• [EXERCISE DESCRIPTION]
Copy verbatim the block of lines in the entries below whose first line contains "windows, in seconds" and whose last line contains "stopped being renewable". Leave out all other lines.

• [LISTED RECORDS]
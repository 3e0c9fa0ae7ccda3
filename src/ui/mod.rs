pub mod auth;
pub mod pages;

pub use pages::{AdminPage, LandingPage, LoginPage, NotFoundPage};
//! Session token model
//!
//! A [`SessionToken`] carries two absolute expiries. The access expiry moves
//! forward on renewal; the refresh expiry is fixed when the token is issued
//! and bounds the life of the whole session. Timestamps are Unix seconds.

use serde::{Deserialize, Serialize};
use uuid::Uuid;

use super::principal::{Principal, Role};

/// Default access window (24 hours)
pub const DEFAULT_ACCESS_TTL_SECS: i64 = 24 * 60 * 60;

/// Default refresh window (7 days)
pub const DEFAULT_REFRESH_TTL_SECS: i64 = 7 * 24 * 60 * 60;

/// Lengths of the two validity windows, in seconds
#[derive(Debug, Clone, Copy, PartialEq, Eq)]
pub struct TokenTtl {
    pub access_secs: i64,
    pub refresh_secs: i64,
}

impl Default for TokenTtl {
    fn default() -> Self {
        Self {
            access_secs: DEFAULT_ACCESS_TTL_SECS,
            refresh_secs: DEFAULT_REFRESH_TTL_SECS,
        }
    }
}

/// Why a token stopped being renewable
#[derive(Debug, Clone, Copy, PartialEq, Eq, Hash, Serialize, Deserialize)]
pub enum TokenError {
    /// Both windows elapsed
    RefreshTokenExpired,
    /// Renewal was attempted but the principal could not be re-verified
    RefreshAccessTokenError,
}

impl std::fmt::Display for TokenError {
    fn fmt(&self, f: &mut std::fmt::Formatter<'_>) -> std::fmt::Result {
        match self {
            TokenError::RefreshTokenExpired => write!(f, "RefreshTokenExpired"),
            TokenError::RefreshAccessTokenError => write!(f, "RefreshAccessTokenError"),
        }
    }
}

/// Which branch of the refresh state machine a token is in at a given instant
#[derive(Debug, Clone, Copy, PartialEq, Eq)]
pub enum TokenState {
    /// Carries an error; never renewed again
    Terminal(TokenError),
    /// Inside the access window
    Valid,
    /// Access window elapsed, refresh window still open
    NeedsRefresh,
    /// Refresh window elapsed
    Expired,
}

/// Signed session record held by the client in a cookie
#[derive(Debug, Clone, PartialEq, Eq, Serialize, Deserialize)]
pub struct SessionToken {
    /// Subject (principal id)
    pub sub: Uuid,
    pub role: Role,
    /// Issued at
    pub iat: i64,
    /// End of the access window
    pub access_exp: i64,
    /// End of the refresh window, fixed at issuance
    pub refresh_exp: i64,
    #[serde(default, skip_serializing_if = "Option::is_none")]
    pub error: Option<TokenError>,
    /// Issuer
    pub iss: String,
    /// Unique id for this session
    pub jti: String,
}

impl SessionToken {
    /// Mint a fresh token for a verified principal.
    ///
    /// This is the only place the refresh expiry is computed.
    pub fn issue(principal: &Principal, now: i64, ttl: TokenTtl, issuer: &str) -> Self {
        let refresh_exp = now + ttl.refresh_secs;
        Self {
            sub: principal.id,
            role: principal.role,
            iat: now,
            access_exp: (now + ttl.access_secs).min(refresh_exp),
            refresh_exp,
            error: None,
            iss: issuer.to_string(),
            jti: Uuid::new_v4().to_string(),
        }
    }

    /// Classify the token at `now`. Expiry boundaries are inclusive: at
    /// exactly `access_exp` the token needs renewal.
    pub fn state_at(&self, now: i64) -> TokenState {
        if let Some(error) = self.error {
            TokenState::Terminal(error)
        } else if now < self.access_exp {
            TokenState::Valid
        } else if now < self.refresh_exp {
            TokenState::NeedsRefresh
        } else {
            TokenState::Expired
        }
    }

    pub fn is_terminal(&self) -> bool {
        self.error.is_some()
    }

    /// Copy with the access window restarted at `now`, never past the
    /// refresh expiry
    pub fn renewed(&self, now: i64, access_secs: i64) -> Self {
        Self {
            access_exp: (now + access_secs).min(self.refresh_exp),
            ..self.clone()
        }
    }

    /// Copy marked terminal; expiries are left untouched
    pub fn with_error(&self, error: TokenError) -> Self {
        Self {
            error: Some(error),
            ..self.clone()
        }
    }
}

* * *

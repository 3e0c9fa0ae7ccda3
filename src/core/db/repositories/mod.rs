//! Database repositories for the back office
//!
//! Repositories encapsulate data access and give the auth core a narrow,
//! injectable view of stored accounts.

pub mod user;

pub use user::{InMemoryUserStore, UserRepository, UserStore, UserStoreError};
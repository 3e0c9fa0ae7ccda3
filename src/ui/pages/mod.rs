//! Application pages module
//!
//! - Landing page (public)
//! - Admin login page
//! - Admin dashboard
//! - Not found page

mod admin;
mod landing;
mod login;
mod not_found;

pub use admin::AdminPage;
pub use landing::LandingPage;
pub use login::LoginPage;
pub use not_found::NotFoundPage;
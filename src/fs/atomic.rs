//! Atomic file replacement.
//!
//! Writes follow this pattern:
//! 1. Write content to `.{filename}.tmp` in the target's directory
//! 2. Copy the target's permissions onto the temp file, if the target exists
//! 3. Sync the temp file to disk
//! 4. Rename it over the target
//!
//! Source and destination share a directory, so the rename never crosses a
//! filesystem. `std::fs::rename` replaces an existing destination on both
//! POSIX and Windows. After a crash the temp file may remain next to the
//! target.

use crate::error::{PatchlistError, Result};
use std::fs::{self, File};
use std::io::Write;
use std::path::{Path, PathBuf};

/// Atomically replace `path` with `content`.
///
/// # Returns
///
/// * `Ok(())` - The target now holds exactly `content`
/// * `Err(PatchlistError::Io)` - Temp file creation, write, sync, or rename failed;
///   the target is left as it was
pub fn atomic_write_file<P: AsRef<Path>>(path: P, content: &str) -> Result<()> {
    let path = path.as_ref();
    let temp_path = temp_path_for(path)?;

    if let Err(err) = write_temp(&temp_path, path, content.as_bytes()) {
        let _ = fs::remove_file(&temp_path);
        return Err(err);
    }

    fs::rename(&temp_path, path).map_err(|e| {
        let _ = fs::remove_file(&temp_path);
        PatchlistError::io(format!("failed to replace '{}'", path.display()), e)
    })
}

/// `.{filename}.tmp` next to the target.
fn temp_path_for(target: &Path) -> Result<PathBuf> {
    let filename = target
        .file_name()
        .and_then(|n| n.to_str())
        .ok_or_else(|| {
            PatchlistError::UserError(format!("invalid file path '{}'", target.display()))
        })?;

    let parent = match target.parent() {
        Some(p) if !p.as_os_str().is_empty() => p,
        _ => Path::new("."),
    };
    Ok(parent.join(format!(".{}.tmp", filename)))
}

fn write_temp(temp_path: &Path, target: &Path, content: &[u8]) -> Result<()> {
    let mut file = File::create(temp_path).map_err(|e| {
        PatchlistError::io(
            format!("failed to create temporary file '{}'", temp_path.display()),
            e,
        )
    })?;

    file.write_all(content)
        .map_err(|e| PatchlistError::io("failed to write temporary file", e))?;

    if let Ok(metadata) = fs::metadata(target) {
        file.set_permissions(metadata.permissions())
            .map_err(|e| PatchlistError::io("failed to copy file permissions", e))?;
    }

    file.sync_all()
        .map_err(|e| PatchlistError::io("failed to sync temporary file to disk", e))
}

• [TASK OUTPUT]
/// Lengths of the two validity windows, in seconds
#[derive(Debug, Clone, Copy, PartialEq, Eq)]
pub struct TokenTtl {
    pub access_secs: i64,
    pub refresh_secs: i64,
}

impl Default for TokenTtl {
    fn default() -> Self {
        Self {
            access_secs: DEFAULT_ACCESS_TTL_SECS,
            refresh_secs: DEFAULT_REFRESH_TTL_SECS,
        }
    }
}

/// Why a token stopped being renewable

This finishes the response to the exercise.